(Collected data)

____

//! 定义了库中所有可能的错误类型。
//! Defines all possible error types in the library.

use thiserror::Error;

/// The primary error type for the timer library.
/// 定时器库的主要错误类型。
///
/// Lifecycle operations on timers and entries are plain status toggles and
/// never fail; only construction can.
///
/// 定时器和条目的生命周期操作只是状态切换，不会失败；只有构造可能失败。
#[derive(Debug, Error)]
pub enum Error {
    /// The timer was created outside of a tokio runtime, so its driver
    /// task could not be spawned.
    /// 定时器在 tokio 运行时之外创建，无法启动驱动任务。
    #[error("no tokio runtime available to drive the timer: {0}")]
    NoRuntime(#[from] tokio::runtime::TryCurrentError),
}

/// A specialized `Result` type for this library.
/// 本库专用的 `Result` 类型。
pub type Result<T> = std::result::Result<T, Error>;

____

An exact copy of every record above is required.

Reply to the exercise:
//! 定义了库中所有可能的错误类型。
//! Defines all possible error types in the library.

use thiserror::Error;

/// The primary error type for the timer library.
/// 定时器库的主要错误类型。
///
/// Lifecycle operations on timers and entries are plain status toggles and
/// never fail; only construction can.
///
/// 定时器和条目的生命周期操作只是状态切换，不会失败；只有构造可能失败。
#[derive(Debug, Error)]
pub enum Error {
    /// The timer was created outside of a tokio runtime, so its driver
    /// task could not be spawned.
    /// 定时器在 tokio 运行时之外创建，无法启动驱动任务。
    #[error("no tokio runtime available to drive the timer: {0}")]
    NoRuntime(#[from] tokio::runtime::TryCurrentError),
}

/// A specialized `Result` type for this library.
/// 本库专用的 `Result` 类型。
pub type Result<T> = std::result::Result<T, Error>;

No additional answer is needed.